//! `gpg.program` wrapper exec'd by the `gpg-wrapper.sh` launcher.
//!
//! Runs the real gpg without a terminal first. If that fails for want of a
//! pinentry and a prompt server is reachable, the passphrase is asked for over
//! the socket and gpg runs again in loopback pinentry mode.

use std::io::Write;
use std::os::fd::{AsRawFd, FromRawFd, OwnedFd};
use std::process::Stdio;
use std::sync::LazyLock;

use regex::Regex;
use tokio::io::{AsyncReadExt, AsyncWriteExt};
use tokio::process::Command;
use tracing::{debug, warn};

use crate::cli::helper::client_from_env;
use crate::error::{GitwardenError, Result};
use crate::exec::exit_code;
use crate::pipeline::env::GPG_PROGRAM_ENV;
use crate::prompt::PromptQuery;

pub const PASSPHRASE_PROMPT: &str = "Please enter the passphrase for your default GPG signing key.";

// Failures a second attempt would only repeat.
static FINAL_FAILURE: LazyLock<Regex> = LazyLock::new(|| {
    Regex::new(r"Bad passphrase|Operation cancelled").expect("final failure pattern compiles")
});

/// Output of one gpg run, replayed to git as-is.
#[derive(Debug)]
pub struct GpgRun {
    pub exit_code: i32,
    pub signalled: bool,
    pub stdout: Vec<u8>,
    pub stderr: Vec<u8>,
}

impl GpgRun {
    /// Worth retrying with a passphrase from the prompt server.
    pub fn needs_prompt(&self) -> bool {
        self.exit_code != 0
            && !self.signalled
            && !FINAL_FAILURE.is_match(&String::from_utf8_lossy(&self.stderr))
    }

    fn forward(self) -> Result<i32> {
        let mut out = std::io::stdout().lock();
        out.write_all(&self.stdout)?;
        out.flush()?;
        let mut err = std::io::stderr().lock();
        err.write_all(&self.stderr)?;
        err.flush()?;
        Ok(self.exit_code)
    }
}

/// Sign or verify on git's behalf. Returns gpg's exit code.
pub async fn run_gpg(args: Vec<String>) -> Result<i32> {
    let mut input = Vec::new();
    tokio::io::stdin().read_to_end(&mut input).await?;
    let program = gpg_program().await;

    let native = run_once(&program, &args, &input, None).await?;
    if !native.needs_prompt() {
        return native.forward();
    }

    let client = match client_from_env() {
        Ok(client) => client,
        Err(e) => {
            debug!(error = %e, "no prompt server for the gpg passphrase");
            return native.forward();
        }
    };
    let query = PromptQuery {
        prompt: PASSPHRASE_PROMPT.into(),
        include_username: false,
        pid: Some(std::process::id()),
    };
    let answer = match client.request(&query).await {
        Ok(answer) => answer,
        Err(e) => {
            debug!(error = %e, "gpg passphrase prompt not answered");
            return native.forward();
        }
    };

    run_once(&program, &args, &input, Some(&answer.password))
        .await?
        .forward()
}

/// The user's `gpg.program`, ignoring the override that points at us.
async fn gpg_program() -> String {
    let configured = Command::new("git")
        .args(["config", "--get", "gpg.program"])
        .env_remove("GIT_CONFIG_PARAMETERS")
        .env_remove("GIT_CONFIG_COUNT")
        .stdin(Stdio::null())
        .stderr(Stdio::null())
        .output()
        .await;
    if let Ok(output) = configured {
        let value = String::from_utf8_lossy(&output.stdout).trim().to_string();
        if output.status.success() && !value.is_empty() {
            return value;
        }
    }
    std::env::var(GPG_PROGRAM_ENV)
        .ok()
        .filter(|p| !p.is_empty())
        .unwrap_or_else(|| "gpg".into())
}

async fn run_once(
    program: &str,
    args: &[String],
    input: &[u8],
    passphrase: Option<&str>,
) -> Result<GpgRun> {
    let mut cmd = Command::new(program);
    cmd.args(["--batch", "--no-tty", "--yes"]);

    // Inherited by the child; the parent's copy closes when this drops.
    let passphrase_fd = passphrase.map(passphrase_pipe).transpose()?;
    if let Some(fd) = &passphrase_fd {
        cmd.args(["--pinentry-mode", "loopback", "--passphrase-fd"])
            .arg(fd.as_raw_fd().to_string());
    }
    cmd.args(args)
        .stdin(Stdio::piped())
        .stdout(Stdio::piped())
        .stderr(Stdio::piped());

    let mut child = cmd.spawn().map_err(|e| {
        warn!(program, error = %e, "failed to spawn gpg");
        GitwardenError::Io(e)
    })?;
    drop(passphrase_fd);

    if let Some(mut stdin) = child.stdin.take() {
        let input = input.to_vec();
        tokio::spawn(async move {
            if let Err(e) = stdin.write_all(&input).await {
                debug!(error = %e, "gpg closed its input early");
            }
        });
    }

    let output = child.wait_with_output().await?;
    Ok(GpgRun {
        exit_code: exit_code(&output.status),
        signalled: output.status.code().is_none(),
        stdout: output.stdout,
        stderr: output.stderr,
    })
}

/// A pipe already holding `passphrase`, returning the read end. The read end
/// is left inheritable so gpg can be handed its number.
fn passphrase_pipe(passphrase: &str) -> Result<OwnedFd> {
    let mut fds = [0; 2];
    // SAFETY: `fds` has room for the two descriptors pipe() writes.
    if unsafe { libc::pipe(fds.as_mut_ptr()) } != 0 {
        return Err(std::io::Error::last_os_error().into());
    }
    // SAFETY: pipe() succeeded, so both descriptors are open and owned here.
    let (read, write) = unsafe { (OwnedFd::from_raw_fd(fds[0]), OwnedFd::from_raw_fd(fds[1])) };

    let mut writer = std::fs::File::from(write);
    writer.write_all(passphrase.as_bytes())?;
    writer.write_all(b"\n")?;
    Ok(read)
}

◆ **ASSIGNMENT**
Answer with one number, namely how many lines of the material hold the string "tokio".

◆ **ANSWER SPACE**
4